The adjusted EBITDA margin in this segment is very strong, standing at 34.2%. If we look at the 2 included business lines separately, we can see that our Web Presence & Productivity business generated EUR 274 million in revenue in Q1 this year, accounting for approximately 62% of our total revenue.
Our Cloud Solutions business generated EUR 45 million in revenue, accounting for around 10% of our total revenue. The second segment, on the other hand, is our AdTech segment, which is a business line we formally called aftermarket. This segment generated EUR 117 million in revenue in Q1 2025, accounting for approximately 26% of our total revenue with an adjusted EBITDA margin of 15.6%. Group revenue for Q1 totaled EUR 446 million with adjusted EBITDA of EUR 131 million, yielding a 29.4% margin.

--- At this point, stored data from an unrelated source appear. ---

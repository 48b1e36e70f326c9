//! Game picker state: which game is highlighted and the per-game options
//! (difficulty for the action games, starting player for tic-tac-toe).

use crate::games::{CatchDifficulty, DodgeDifficulty, Player};

/// The menu entries, in display order.
#[derive(Debug, Clone, Copy, PartialEq, Eq)]
pub enum MenuEntry {
    TicTacToe,
    Dodge,
    Catch,
}

impl MenuEntry {
    pub const ALL: [MenuEntry; 3] = [MenuEntry::TicTacToe, MenuEntry::Dodge, MenuEntry::Catch];

    pub fn title(&self) -> &'static str {
        match self {
            Self::TicTacToe => "Tic-Tac-Toe",
            Self::Dodge => "Meteor Dodge",
            Self::Catch => "Star Catcher",
        }
    }

    pub fn tagline(&self) -> &'static str {
        match self {
            Self::TicTacToe => "Two players, one board, eight ways to win.",
            Self::Dodge => "Weave between the falling debris. Score is time survived.",
            Self::Catch => "Catch the stars, dodge the bombs.",
        }
    }
}

/// Menu scene state.
#[derive(Debug, Clone)]
pub struct MenuState {
    /// Index into [`MenuEntry::ALL`].
    pub selected: usize,
    /// Index into [`DodgeDifficulty::ALL`].
    pub dodge_difficulty: usize,
    /// Index into [`CatchDifficulty::ALL`].
    pub catch_difficulty: usize,
    /// Who moves first in tic-tac-toe.
    pub starting_player: Player,
}

impl MenuState {
    pub fn new() -> Self {
        Self {
            selected: 0,
            dodge_difficulty: 0,
            catch_difficulty: 0,
            starting_player: Player::One,
        }
    }

    pub fn selected_entry(&self) -> MenuEntry {
        MenuEntry::ALL
            .get(self.selected)
            .copied()
            .unwrap_or(MenuEntry::TicTacToe)
    }

    pub fn move_up(&mut self) {
        self.selected = self.selected.saturating_sub(1);
    }

    pub fn move_down(&mut self) {
        if self.selected + 1 < MenuEntry::ALL.len() {
            self.selected += 1;
        }
    }

    /// Cycle the highlighted entry's option backwards.
    pub fn cycle_left(&mut self) {
        match self.selected_entry() {
            MenuEntry::TicTacToe => self.starting_player = self.starting_player.opponent(),
            MenuEntry::Dodge => {
                let len = DodgeDifficulty::ALL.len();
                self.dodge_difficulty = (self.dodge_difficulty + len - 1) % len;
            }
            MenuEntry::Catch => {
                let len = CatchDifficulty::ALL.len();
                self.catch_difficulty = (self.catch_difficulty + len - 1) % len;
            }
        }
    }

    /// Cycle the highlighted entry's option forwards.
    pub fn cycle_right(&mut self) {
        match self.selected_entry() {
            MenuEntry::TicTacToe => self.starting_player = self.starting_player.opponent(),
            MenuEntry::Dodge => {
                self.dodge_difficulty = (self.dodge_difficulty + 1) % DodgeDifficulty::ALL.len();
            }
            MenuEntry::Catch => {
                self.catch_difficulty = (self.catch_difficulty + 1) % CatchDifficulty::ALL.len();
            }
        }
    }

    /// Option text shown next to the highlighted entry.
    pub fn option_label(&self, entry: MenuEntry) -> String {
        match entry {
            MenuEntry::TicTacToe => format!("{} starts", self.starting_player.name()),
            MenuEntry::Dodge => DodgeDifficulty::from_index(self.dodge_difficulty)
                .name()
                .to_string(),
            MenuEntry::Catch => CatchDifficulty::from_index(self.catch_difficulty)
                .name()
                .to_string(),
        }
    }
}

impl Default for MenuState {
    fn default() -> Self {
        Self::new()
    }
}

#[cfg(test)]
mod tests {
    use super::*;

    #[test]
    fn test_new_menu_defaults() {
        let menu = MenuState::new();
        assert_eq!(menu.selected_entry(), MenuEntry::TicTacToe);
        assert_eq!(menu.dodge_difficulty, 0);
        assert_eq!(menu.catch_difficulty, 0);
        assert_eq!(menu.starting_player, Player::One);
    }

    #[test]
    fn test_selection_clamped() {
        let mut menu = MenuState::new();
        menu.move_up();
        assert_eq!(menu.selected, 0);
        for _ in 0..10 {
            menu.move_down();
        }
        assert_eq!(menu.selected, MenuEntry::ALL.len() - 1);
    }

    #[test]
    fn test_cycle_difficulty_wraps() {
        let mut menu = MenuState::new();
        menu.selected = 1; // Dodge
        menu.cycle_left();
        assert_eq!(menu.dodge_difficulty, DodgeDifficulty::ALL.len() - 1);
        menu.cycle_right();
        assert_eq!(menu.dodge_difficulty, 0);
        menu.cycle_right();
        assert_eq!(menu.dodge_difficulty, 1);
    }

    #[test]
    fn test_cycle_toggles_starting_player() {
        let mut menu = MenuState::new();
        menu.cycle_right();
        assert_eq!(menu.starting_player, Player::Two);
        menu.cycle_left();
        assert_eq!(menu.starting_player, Player::One);
    }

    #[test]
    fn test_option_labels() {
        let menu = MenuState::new();
        assert_eq!(menu.option_label(MenuEntry::TicTacToe), "Player One starts");
        assert_eq!(menu.option_label(MenuEntry::Dodge), "Novice");
        assert_eq!(menu.option_label(MenuEntry::Catch), "Novice");
    }
}
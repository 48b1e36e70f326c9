//! Dodge minigame: survive the falling debris as long as possible.

pub mod logic;
pub mod types;

pub use logic::DodgeInput;
pub use types::{DodgeDifficulty, DodgeGame};
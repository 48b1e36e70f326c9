//! Tic-tac-toe data structures.
//!
//! Local two-player game on a 3x3 board. The starting player is picked on
//! the menu and kept across restarts.

/// Board size (3x3).
pub const GRID_SIZE: usize = 3;

/// One of the two local players.
#[derive(Debug, Clone, Copy, PartialEq, Eq)]
pub enum Player {
    One,
    Two,
}

impl Player {
    pub fn opponent(&self) -> Self {
        match self {
            Player::One => Player::Two,
            Player::Two => Player::One,
        }
    }

    pub fn name(&self) -> &'static str {
        match self {
            Player::One => "Player One",
            Player::Two => "Player Two",
        }
    }

    /// Mark drawn on the board.
    pub fn mark(&self) -> char {
        match self {
            Player::One => 'X',
            Player::Two => 'O',
        }
    }
}

/// Game outcome.
#[derive(Debug, Clone, Copy, PartialEq, Eq)]
pub enum TicTacToeResult {
    Won(Player),
    Draw,
}

/// Main game state.
#[derive(Debug, Clone)]
pub struct TicTacToeGame {
    /// 3x3 board, None = empty cell.
    pub board: [[Option<Player>; GRID_SIZE]; GRID_SIZE],
    /// Current cursor position (row, col).
    pub cursor: (usize, usize),
    /// Who moved first this round; restarts keep it.
    pub starting_player: Player,
    /// Whose turn it is.
    pub current_player: Player,
    /// Marks placed so far; 9 with no winner means a draw.
    pub move_count: u32,
    /// Game result (None if the round is still open).
    pub game_result: Option<TicTacToeResult>,
}

impl TicTacToeGame {
    pub fn new(starting_player: Player) -> Self {
        Self {
            board: [[None; GRID_SIZE]; GRID_SIZE],
            cursor: (GRID_SIZE / 2, GRID_SIZE / 2),
            starting_player,
            current_player: starting_player,
            move_count: 0,
            game_result: None,
        }
    }

    /// Check if a position is on the board and empty.
    pub fn is_valid_move(&self, row: usize, col: usize) -> bool {
        row < GRID_SIZE && col < GRID_SIZE && self.board[row][col].is_none()
    }

    /// Place the current player's mark at the given position.
    pub fn place_mark(&mut self, row: usize, col: usize) -> bool {
        if !self.is_valid_move(row, col) || self.game_result.is_some() {
            return false;
        }
        self.board[row][col] = Some(self.current_player);
        self.move_count += 1;
        true
    }

    /// Switch to the other player's turn.
    pub fn switch_player(&mut self) {
        self.current_player = self.current_player.opponent();
    }

    /// Move the cursor, clamped to the board.
    pub fn move_cursor(&mut self, d_row: i32, d_col: i32) {
        let new_row = (self.cursor.0 as i32 + d_row).clamp(0, GRID_SIZE as i32 - 1) as usize;
        let new_col = (self.cursor.1 as i32 + d_col).clamp(0, GRID_SIZE as i32 - 1) as usize;
        self.cursor = (new_row, new_col);
    }

    /// Clear the board for a fresh round with the same starting player.
    pub fn restart(&mut self) {
        *self = Self::new(self.starting_player);
    }
}
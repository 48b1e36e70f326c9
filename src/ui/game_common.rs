//! Helpers shared by the game scenes.

use ratatui::{
    layout::{Alignment, Rect},
    style::{Color, Modifier, Style},
    text::Line,
    widgets::{Block, Borders, Clear, Paragraph},
    Frame,
};

/// A `width` x `height` rect centered inside `area`, shrunk to fit.
pub fn centered_rect(area: Rect, width: u16, height: u16) -> Rect {
    let width = width.min(area.width);
    let height = height.min(area.height);
    Rect::new(
        area.x + (area.width - width) / 2,
        area.y + (area.height - height) / 2,
        width,
        height,
    )
}

/// Draw a bordered modal with the given lines, centered on `area`.
pub fn render_overlay(frame: &mut Frame, area: Rect, title: &str, lines: Vec<Line>) {
    let width = (lines.iter().map(Line::width).max().unwrap_or(0) as u16 + 6)
        .max(title.len() as u16 + 4);
    let height = lines.len() as u16 + 2;
    let rect = centered_rect(area, width, height);

    frame.render_widget(Clear, rect);
    let block = Block::default()
        .title(title.to_string())
        .borders(Borders::ALL)
        .border_style(Style::default().fg(Color::Yellow).add_modifier(Modifier::BOLD));
    let paragraph = Paragraph::new(lines)
        .alignment(Alignment::Center)
        .block(block);
    frame.render_widget(paragraph, rect);
}

/// True when `area` is too small to hold a `width` x `height` playfield;
/// callers should fall back to [`render_too_small`].
pub fn too_small(area: Rect, width: u16, height: u16) -> bool {
    area.width < width || area.height < height
}

/// Placeholder message for undersized terminals.
pub fn render_too_small(frame: &mut Frame, area: Rect) {
    let paragraph = Paragraph::new("Terminal too small -- enlarge the window")
        .alignment(Alignment::Center)
        .style(Style::default().fg(Color::Red));
    frame.render_widget(paragraph, area);
}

Artificial intelligence continues to boost internal efficiency and reduce operational costs while enhancing customer-facing features and creating new revenue opportunities through additional use cases and upselling. AI is currently integrated into 8 of 10 product lines with full integration planned by the end of this year.
Our primary focus is to optimize efficiency, foster innovation and enhance customer satisfaction through strategic AI implementation. As said before, AI integration is live across 8 of our 10 product lines, and we are on track for full rollout by year-end.
Our focus remains on the boost of efficiency, the driving of innovation and delivering measurable value to our customers. For SMBs, in particular, our AI initiatives provide access to advanced technology previously available only to larger enterprises, always with a strong emphasis on data privacy and compliance.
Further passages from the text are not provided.